IMG_0191IMG_01935 km along the coast and then uphill for a mile and we arrived at Mawaki Polepole, a western-style ryokan with an onsen and fabulous meals as well as ocean views and spacious rooms. But the dinner! We feasted on seafood hot pot, an assortment of seafood nibbles (eel intestine, conch shell, squid, pickled fish), four kinds of sushi, amazing tempura, a whole fish, seaweed soup and homemade pickles, and a dessert of fresh fruit and a small cake, all included (along with breakfast) in our $180 room rate. Not a bad deal.

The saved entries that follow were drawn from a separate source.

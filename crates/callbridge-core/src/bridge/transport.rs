//! Transport SDK callbacks
//!
//! The transport reports invites, cancellations and call lifecycle changes as
//! [`TransportEvent`]s. [`TransportEventAdapter`] holds the transport
//! conventions (client address prefix, expired-credential text) and the
//! coordinator applies each event to the call session.

use tracing::{debug, warn};

use crate::config::BridgeConfig;
use crate::coordinator::BridgeCoordinator;
use crate::error::BridgeError;
use crate::events::{CallEvent, LogLevel};
use crate::session::{CancelOutcome, EndTarget};
use crate::types::{AudioRoute, CallDirection, CallId, CallInvite, CallStatus, CallUpdate, EndedReason};

/// A callback from the transport SDK
#[derive(Debug, Clone, PartialEq)]
pub enum TransportEvent {
    /// A VoIP push decoded into a call invite
    InviteReceived(CallInvite),
    /// The caller withdrew an invite
    InviteCancelled {
        invite_id: CallId,
        error: Option<String>,
    },
    /// The remote side is alerting
    Ringing {
        call_id: CallId,
        from: Option<String>,
        to: Option<String>,
    },
    /// Media is flowing
    Connected {
        call_id: CallId,
        from: Option<String>,
        to: Option<String>,
    },
    /// Connectivity lost, recovery in progress
    Reconnecting { call_id: CallId, error: String },
    /// Connectivity recovered
    Reconnected { call_id: CallId },
    /// The call never connected
    FailedToConnect { call_id: CallId, error: String },
    /// The call ended, with an error if it ended abnormally
    Disconnected {
        call_id: CallId,
        error: Option<String>,
    },
}

impl TransportEvent {
    /// The call or invite this event refers to
    pub fn call_id(&self) -> CallId {
        match self {
            TransportEvent::InviteReceived(invite) => invite.id,
            TransportEvent::InviteCancelled { invite_id, .. } => *invite_id,
            TransportEvent::Ringing { call_id, .. }
            | TransportEvent::Connected { call_id, .. }
            | TransportEvent::Reconnecting { call_id, .. }
            | TransportEvent::Reconnected { call_id }
            | TransportEvent::FailedToConnect { call_id, .. }
            | TransportEvent::Disconnected { call_id, .. } => *call_id,
        }
    }
}

/// Transport naming and failure conventions
#[derive(Debug, Clone)]
pub struct TransportEventAdapter {
    client_prefix: String,
    expiry_pattern: String,
}

impl TransportEventAdapter {
    pub fn new(client_prefix: impl Into<String>, expiry_pattern: impl Into<String>) -> Self {
        Self {
            client_prefix: client_prefix.into(),
            expiry_pattern: expiry_pattern.into(),
        }
    }

    pub fn from_config(config: &BridgeConfig) -> Self {
        Self::new(&config.client_prefix, &config.credential_expiry_pattern)
    }

    /// Address as shown to the user: `client:bob` becomes `bob`
    pub fn display_handle(&self, address: &str) -> String {
        if self.client_prefix.is_empty() {
            return address.to_string();
        }
        address
            .strip_prefix(&self.client_prefix)
            .unwrap_or(address)
            .to_string()
    }

    /// Whether a failure description means the access token expired
    pub fn is_credential_expiry(&self, description: &str) -> bool {
        !self.expiry_pattern.is_empty() && description.contains(&self.expiry_pattern)
    }

    /// Map a failure description onto the error taxonomy
    pub fn classify_failure(&self, description: &str) -> BridgeError {
        if self.is_credential_expiry(description) {
            BridgeError::CredentialExpired {
                message: description.to_string(),
            }
        } else {
            BridgeError::transport(description)
        }
    }
}

// ===== COORDINATOR HANDLERS =====

impl BridgeCoordinator {
    pub(crate) async fn handle_transport_event(&mut self, event: TransportEvent) {
        debug!("Transport event: {:?}", event);
        match event {
            TransportEvent::InviteReceived(invite) => self.on_invite_received(invite).await,
            TransportEvent::InviteCancelled { invite_id, error } => {
                self.on_invite_cancelled(invite_id, error)
            }
            TransportEvent::Ringing { call_id, from, to } => {
                if self.state.apply_progress(call_id, CallStatus::Ringing).is_some() {
                    let (from, to) = self.state.parties(from.as_deref(), to.as_deref());
                    let direction = self.state.direction();
                    self.events.call_event(CallEvent::Ringing { from, to, direction });
                }
            }
            TransportEvent::Connected { call_id, from, to } => self.on_connected(call_id, from, to),
            TransportEvent::Reconnecting { call_id, error } => {
                if self
                    .state
                    .apply_progress(call_id, CallStatus::Reconnecting)
                    .is_some()
                {
                    self.events
                        .log(LogLevel::Info, format!("Call reconnecting: {}", error));
                }
            }
            TransportEvent::Reconnected { call_id } => {
                if self.state.apply_progress(call_id, CallStatus::Connected).is_some() {
                    self.events.log(LogLevel::Info, "Call reconnected");
                }
            }
            TransportEvent::FailedToConnect { call_id, error } => {
                self.on_failed_to_connect(call_id, error)
            }
            TransportEvent::Disconnected { call_id, error } => self.on_disconnected(call_id, error),
        }
    }

    async fn on_invite_received(&mut self, invite: CallInvite) {
        self.events.log(LogLevel::Info, "Call invite received");

        let raw_from = invite
            .from
            .clone()
            .unwrap_or_else(|| self.directory.default_caller().to_string());
        let handle = self.adapter.display_handle(&raw_from);
        let caller_name = self
            .directory
            .resolve_caller_name(&handle, invite.custom_caller_id(&self.caller_id_key))
            .to_string();
        let (call_id, to) = (invite.id, invite.to.clone());

        match self
            .state
            .store_invite(invite.clone(), self.config.duplicate_invite_policy)
        {
            Ok(_) => {
                self.events.call_event(CallEvent::Ringing {
                    from: handle.clone(),
                    to,
                    direction: CallDirection::Incoming,
                });
                self.telephony
                    .report_incoming(call_id, CallUpdate::incoming(handle, caller_name));
            }
            Err(e) => {
                warn!("Refusing invite {}: {}", call_id, e);
                self.events
                    .log(LogLevel::Warn, format!("Rejecting call invite: {}", e));
                if let Err(reject_err) = self.caps.transport.reject(&invite).await {
                    self.events.log(
                        LogLevel::Error,
                        format!("Failed to reject call invite: {}", reject_err),
                    );
                }
            }
        }
    }

    fn on_invite_cancelled(&mut self, invite_id: CallId, error: Option<String>) {
        self.events.log(
            LogLevel::Info,
            match &error {
                Some(error) => format!("Call invite cancelled: {}", error),
                None => "Call invite cancelled".to_string(),
            },
        );
        match self.state.cancel_invite(invite_id) {
            CancelOutcome::NoInvite => self.events.log(LogLevel::Warn, "No pending call invite"),
            CancelOutcome::Mismatch => self.events.log(
                LogLevel::Warn,
                format!("Cancelled invite {} is not the pending invite", invite_id),
            ),
            CancelOutcome::Cancelled(id) => self.telephony.request_end(id, EndTarget::Invite),
        }
    }

    fn on_connected(&mut self, call_id: CallId, from: Option<String>, to: Option<String>) {
        if self.state.apply_progress(call_id, CallStatus::Connected).is_none() {
            return;
        }
        let (from, to) = self.state.parties(from.as_deref(), to.as_deref());
        let direction = self.state.direction();
        self.events.call_event(CallEvent::Connected { from, to, direction });

        if direction == CallDirection::Outgoing {
            self.caps.telephony.report_outgoing_connected(call_id);
        }
        self.route_audio(AudioRoute::Earpiece);
    }

    fn on_failed_to_connect(&mut self, call_id: CallId, error: String) {
        let Some(finished) = self.state.finish(call_id, CallStatus::Failed) else {
            return;
        };
        self.events
            .log(LogLevel::Error, format!("Call failed to connect: {}", error));
        self.events.call_event(CallEvent::CallEnded);
        if self.adapter.is_credential_expiry(&error) {
            self.events.call_event(CallEvent::CredentialExpired);
        }
        self.caps
            .telephony
            .report_call_ended(finished.session.id, EndedReason::Failed);
    }

    fn on_disconnected(&mut self, call_id: CallId, error: Option<String>) {
        let status = if error.is_some() {
            CallStatus::Failed
        } else {
            CallStatus::Disconnected
        };
        let Some(finished) = self.state.finish(call_id, status) else {
            return;
        };

        self.events.call_event(CallEvent::CallEnded);
        if let Some(error) = &error {
            let failure = self.adapter.classify_failure(error);
            self.events
                .error(failure.code(), format!("Call Failed: {}", error));
            if matches!(failure, BridgeError::CredentialExpired { .. }) {
                self.events.call_event(CallEvent::CredentialExpired);
            }
        }

        if finished.user_initiated {
            self.events.log(LogLevel::Info, "User initiated disconnect");
        } else {
            let reason = if error.is_some() {
                EndedReason::Failed
            } else {
                EndedReason::RemoteEnded
            };
            self.caps.telephony.report_call_ended(call_id, reason);
        }
        self.events.log(LogLevel::Info, "Call disconnected");
    }
}

#[cfg(test)]
mod tests {
    use super::*;
    use uuid::Uuid;

    fn adapter() -> TransportEventAdapter {
        TransportEventAdapter::new("client:", "Access Token expired")
    }

    #[test]
    fn test_strips_client_prefix() {
        let adapter = adapter();
        assert_eq!(adapter.display_handle("client:bob"), "bob");
        assert_eq!(adapter.display_handle("+15551234"), "+15551234");
        // Only a leading prefix is a client address
        assert_eq!(adapter.display_handle("bob-client:"), "bob-client:");
    }

    #[test]
    fn test_empty_prefix_keeps_address() {
        let adapter = TransportEventAdapter::new("", "Access Token expired");
        assert_eq!(adapter.display_handle("client:bob"), "client:bob");
    }

    #[test]
    fn test_classifies_expired_credentials() {
        let adapter = adapter();
        assert!(adapter.is_credential_expiry("20104: Access Token expired or expiration date invalid"));
        assert_eq!(
            adapter.classify_failure("Access Token expired").code(),
            "CREDENTIAL_EXPIRED"
        );
        assert_eq!(adapter.classify_failure("Network unreachable").code(), "TRANSPORT_FAILURE");
    }

    #[test]
    fn test_event_call_id() {
        let id = Uuid::new_v4();
        assert_eq!(TransportEvent::Reconnected { call_id: id }.call_id(), id);
        assert_eq!(
            TransportEvent::InviteCancelled { invite_id: id, error: None }.call_id(),
            id
        );
    }
}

And through it all, we’re getting to remember why we love Japan. Every public bathroom has a heated toilet seat (and often a washlet), and automatic sensors so you don’t have to touch a thing; the drivers are polite; inexpensive and delicious food abounds; and every hotel has an onsen, where Michael usually gets a whole bath to himself since everyone’s a little wary of the random white dude; and each town has its own unique manhole cover design (or sometimes more than one!).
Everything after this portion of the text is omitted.